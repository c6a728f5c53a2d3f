//! `PortScan` repository: batch insert for a completed job's results,
//! one transaction, chunked multi-row `INSERT ... VALUES` to stay under
//! SQLite's 999-parameter limit.

use crate::gateway::PersistenceGateway;
use scanorama_core::{PortScan, Result};
use uuid::Uuid;

/// Rows per multi-row INSERT. Each row binds 9 parameters; 100 rows
/// keeps every statement comfortably under SQLite's 999-parameter cap.
const ROWS_PER_STATEMENT: usize = 100;

impl PersistenceGateway {
    /// Insert every `PortScan` row for one job's result in a single
    /// transaction. `ON CONFLICT DO NOTHING` makes the whole batch
    /// idempotent against the `(job, host, port, protocol)` uniqueness
    /// constraint, so a retried batch after a partial prior failure
    /// can't duplicate rows.
    ///
    /// A partial batch failure fails the whole result storage for that
    /// job. The caller (Result Sink) is responsible for the deliberate
    /// asymmetry of still marking the scan itself completed.
    pub async fn batch_create_port_scans(&self, rows: &[PortScan]) -> Result<()> {
        if rows.is_empty() {
            return Ok(());
        }

        let mut tx = self.pool.begin().await?;

        for chunk in rows.chunks(ROWS_PER_STATEMENT) {
            let placeholders: Vec<&str> = chunk.iter().map(|_| "(?, ?, ?, ?, ?, ?, ?, ?, ?)").collect();
            let query_str = format!(
                "INSERT INTO port_scans \
                 (id, job_id, host_id, port, protocol, state, service_name, service_version, service_product) \
                 VALUES {} ON CONFLICT(job_id, host_id, port, protocol) DO NOTHING",
                placeholders.join(", ")
            );

            let mut query = sqlx::query(&query_str);
            for row in chunk {
                query = query
                    .bind(row.id.to_string())
                    .bind(row.job_id.to_string())
                    .bind(row.host_id.to_string())
                    .bind(row.port as i64)
                    .bind(row.protocol.to_string())
                    .bind(row.state.to_string())
                    .bind(row.service_name.clone())
                    .bind(row.service_version.clone())
                    .bind(row.service_product.clone());
            }

            query.execute(&mut *tx).await?;
        }

        tx.commit().await?;
        Ok(())
    }

    /// Count of `PortScan` rows stored for a job, used by tests and the
    /// stats endpoint to cross-check that a completed job's batch write
    /// landed in full.
    pub async fn count_port_scans_for_job(&self, job_id: Uuid) -> Result<i64> {
        let row: (i64,) = sqlx::query_as("SELECT COUNT(*) FROM port_scans WHERE job_id = ?")
            .bind(job_id.to_string())
            .fetch_one(&self.pool)
            .await?;
        Ok(row.0)
    }
}

#[cfg(test)]
mod tests {
    use super::*;
    use scanorama_core::{PortState, Protocol};

    async fn gateway() -> PersistenceGateway {
        PersistenceGateway::open(":memory:").await.unwrap()
    }

    fn row(job_id: Uuid, host_id: Uuid, port: u16) -> PortScan {
        PortScan {
            id: Uuid::new_v4(),
            job_id,
            host_id,
            port,
            protocol: Protocol::Tcp,
            state: PortState::Open,
            service_name: None,
            service_version: None,
            service_product: None,
        }
    }

    #[tokio::test]
    async fn batch_insert_stores_all_rows() {
        let gw = gateway().await;
        let job_id = Uuid::new_v4();
        let host_id = Uuid::new_v4();
        let rows = vec![row(job_id, host_id, 80), row(job_id, host_id, 443), row(job_id, host_id, 8080)];

        gw.batch_create_port_scans(&rows).await.unwrap();
        assert_eq!(gw.count_port_scans_for_job(job_id).await.unwrap(), 3);
    }

    #[tokio::test]
    async fn empty_batch_is_a_no_op() {
        let gw = gateway().await;
        gw.batch_create_port_scans(&[]).await.unwrap();
    }

    #[tokio::test]
    async fn repeated_batch_is_idempotent() {
        let gw = gateway().await;
        let job_id = Uuid::new_v4();
        let host_id = Uuid::new_v4();
        let rows = vec![row(job_id, host_id, 80)];

        gw.batch_create_port_scans(&rows).await.unwrap();
        gw.batch_create_port_scans(&rows).await.unwrap();
        assert_eq!(gw.count_port_scans_for_job(job_id).await.unwrap(), 1);
    }

    #[tokio::test]
    async fn large_batch_spans_multiple_chunks() {
        let gw = gateway().await;
        let job_id = Uuid::new_v4();
        let host_id = Uuid::new_v4();
        let rows: Vec<PortScan> = (0u16..250).map(|p| row(job_id, host_id, p)).collect();

        gw.batch_create_port_scans(&rows).await.unwrap();
        assert_eq!(gw.count_port_scans_for_job(job_id).await.unwrap(), 250);
    }
}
------
GOAL OF THE EXERCISE: Scan the material above for lines holding "failure" and copy each of them.

SOLUTION:
    /// constraint, so a retried batch after a partial prior failure
    /// A partial batch failure fails the whole result storage for that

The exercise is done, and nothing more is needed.